Requirement = In the records below, take the line containing "fn name(self) ->" and reproduce it and every subsequent line exactly, adding nothing.

Data shown =
□ □ □ □

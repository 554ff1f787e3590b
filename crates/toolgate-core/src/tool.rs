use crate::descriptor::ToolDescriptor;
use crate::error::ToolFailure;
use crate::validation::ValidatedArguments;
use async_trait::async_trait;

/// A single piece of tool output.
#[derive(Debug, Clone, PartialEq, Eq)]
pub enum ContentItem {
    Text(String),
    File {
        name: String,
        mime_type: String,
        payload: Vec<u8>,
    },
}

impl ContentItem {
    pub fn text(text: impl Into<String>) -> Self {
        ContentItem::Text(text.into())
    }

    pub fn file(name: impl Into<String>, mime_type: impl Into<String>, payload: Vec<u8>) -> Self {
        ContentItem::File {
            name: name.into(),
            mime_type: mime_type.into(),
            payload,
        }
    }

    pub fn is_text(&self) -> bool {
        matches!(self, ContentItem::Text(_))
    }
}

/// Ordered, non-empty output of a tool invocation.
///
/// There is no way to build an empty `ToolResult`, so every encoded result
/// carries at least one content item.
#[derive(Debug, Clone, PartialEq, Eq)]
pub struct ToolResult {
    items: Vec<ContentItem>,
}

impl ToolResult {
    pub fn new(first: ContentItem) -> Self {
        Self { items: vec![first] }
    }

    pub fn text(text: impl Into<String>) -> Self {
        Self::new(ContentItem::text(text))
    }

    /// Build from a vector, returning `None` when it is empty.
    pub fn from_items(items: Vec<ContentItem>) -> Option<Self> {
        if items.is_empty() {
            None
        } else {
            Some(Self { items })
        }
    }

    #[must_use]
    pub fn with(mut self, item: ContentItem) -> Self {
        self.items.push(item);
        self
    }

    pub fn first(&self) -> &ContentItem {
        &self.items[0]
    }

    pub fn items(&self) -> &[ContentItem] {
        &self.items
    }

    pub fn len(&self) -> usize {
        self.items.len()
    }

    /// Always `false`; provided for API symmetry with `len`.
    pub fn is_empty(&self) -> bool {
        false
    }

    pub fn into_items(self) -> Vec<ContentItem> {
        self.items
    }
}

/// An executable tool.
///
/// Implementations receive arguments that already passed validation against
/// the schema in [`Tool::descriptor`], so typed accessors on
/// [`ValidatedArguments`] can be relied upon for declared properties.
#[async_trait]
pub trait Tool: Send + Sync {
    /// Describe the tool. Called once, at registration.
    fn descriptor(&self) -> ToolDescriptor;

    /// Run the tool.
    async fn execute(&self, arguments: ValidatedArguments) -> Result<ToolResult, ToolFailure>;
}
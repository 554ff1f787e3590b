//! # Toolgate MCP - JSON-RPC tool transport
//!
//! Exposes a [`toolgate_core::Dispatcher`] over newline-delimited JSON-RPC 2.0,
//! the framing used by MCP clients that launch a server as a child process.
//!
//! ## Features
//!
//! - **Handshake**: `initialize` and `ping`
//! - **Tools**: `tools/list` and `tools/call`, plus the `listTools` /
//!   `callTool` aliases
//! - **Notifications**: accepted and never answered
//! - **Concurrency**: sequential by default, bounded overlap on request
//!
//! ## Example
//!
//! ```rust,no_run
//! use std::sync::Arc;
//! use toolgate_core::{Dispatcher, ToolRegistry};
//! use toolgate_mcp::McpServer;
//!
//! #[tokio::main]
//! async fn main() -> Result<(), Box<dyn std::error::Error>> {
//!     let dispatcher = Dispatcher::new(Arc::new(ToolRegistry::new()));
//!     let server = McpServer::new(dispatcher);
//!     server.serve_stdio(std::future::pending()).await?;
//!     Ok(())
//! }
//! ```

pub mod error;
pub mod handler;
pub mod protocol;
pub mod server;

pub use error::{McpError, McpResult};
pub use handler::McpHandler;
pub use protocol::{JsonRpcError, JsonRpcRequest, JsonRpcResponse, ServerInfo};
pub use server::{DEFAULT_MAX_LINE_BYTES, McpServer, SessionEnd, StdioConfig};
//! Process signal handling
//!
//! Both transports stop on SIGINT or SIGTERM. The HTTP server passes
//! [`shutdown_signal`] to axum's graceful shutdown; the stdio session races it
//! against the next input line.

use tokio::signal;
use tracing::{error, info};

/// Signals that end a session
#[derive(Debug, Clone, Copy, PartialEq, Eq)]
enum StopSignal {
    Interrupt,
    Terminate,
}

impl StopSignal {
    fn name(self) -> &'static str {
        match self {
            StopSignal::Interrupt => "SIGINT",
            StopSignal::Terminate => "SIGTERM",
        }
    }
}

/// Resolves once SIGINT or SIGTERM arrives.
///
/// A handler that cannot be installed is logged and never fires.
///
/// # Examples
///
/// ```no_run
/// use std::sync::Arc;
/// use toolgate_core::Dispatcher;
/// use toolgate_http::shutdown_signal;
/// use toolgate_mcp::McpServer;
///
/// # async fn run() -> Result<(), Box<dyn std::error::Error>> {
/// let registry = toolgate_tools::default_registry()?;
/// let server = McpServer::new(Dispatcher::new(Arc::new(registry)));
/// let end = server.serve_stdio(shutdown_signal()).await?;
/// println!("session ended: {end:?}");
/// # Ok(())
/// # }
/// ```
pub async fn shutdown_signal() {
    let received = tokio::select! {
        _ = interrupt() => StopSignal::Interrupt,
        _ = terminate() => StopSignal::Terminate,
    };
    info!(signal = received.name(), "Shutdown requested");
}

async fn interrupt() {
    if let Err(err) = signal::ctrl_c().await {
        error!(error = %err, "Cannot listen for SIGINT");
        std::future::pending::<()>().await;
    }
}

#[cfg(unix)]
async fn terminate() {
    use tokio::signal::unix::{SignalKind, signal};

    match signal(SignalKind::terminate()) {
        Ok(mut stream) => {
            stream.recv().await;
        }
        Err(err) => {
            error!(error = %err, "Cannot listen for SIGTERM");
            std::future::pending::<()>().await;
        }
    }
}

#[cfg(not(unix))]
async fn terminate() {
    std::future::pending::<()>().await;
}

□ □ □ □

Result =
    fn name(self) -> &'static str {
        match self {
            StopSignal::Interrupt => "SIGINT",
            StopSignal::Terminate => "SIGTERM",
        }
    }
}

/// Resolves once SIGINT or SIGTERM arrives.
///
/// A handler that cannot be installed is logged and never fires.
///
/// # Examples
///
/// ```no_run
/// use std::sync::Arc;
/// use toolgate_core::Dispatcher;
/// use toolgate_http::shutdown_signal;
/// use toolgate_mcp::McpServer;
///
/// # async fn run() -> Result<(), Box<dyn std::error::Error>> {
/// let registry = toolgate_tools::default_registry()?;
/// let server = McpServer::new(Dispatcher::new(Arc::new(registry)));
/// let end = server.serve_stdio(shutdown_signal()).await?;
/// println!("session ended: {end:?}");
/// # Ok(())
/// # }
/// ```
pub async fn shutdown_signal() {
    let received = tokio::select! {
        _ = interrupt() => StopSignal::Interrupt,
        _ = terminate() => StopSignal::Terminate,
    };
    info!(signal = received.name(), "Shutdown requested");
}

async fn interrupt() {
    if let Err(err) = signal::ctrl_c().await {
        error!(error = %err, "Cannot listen for SIGINT");
        std::future::pending::<()>().await;
    }
}

#[cfg(unix)]
async fn terminate() {
    use tokio::signal::unix::{SignalKind, signal};

    match signal(SignalKind::terminate()) {
        Ok(mut stream) => {
            stream.recv().await;
        }
        Err(err) => {
            error!(error = %err, "Cannot listen for SIGTERM");
            std::future::pending::<()>().await;
        }
    }
}

#[cfg(not(unix))]
async fn terminate() {
    std::future::pending::<()>().await;
}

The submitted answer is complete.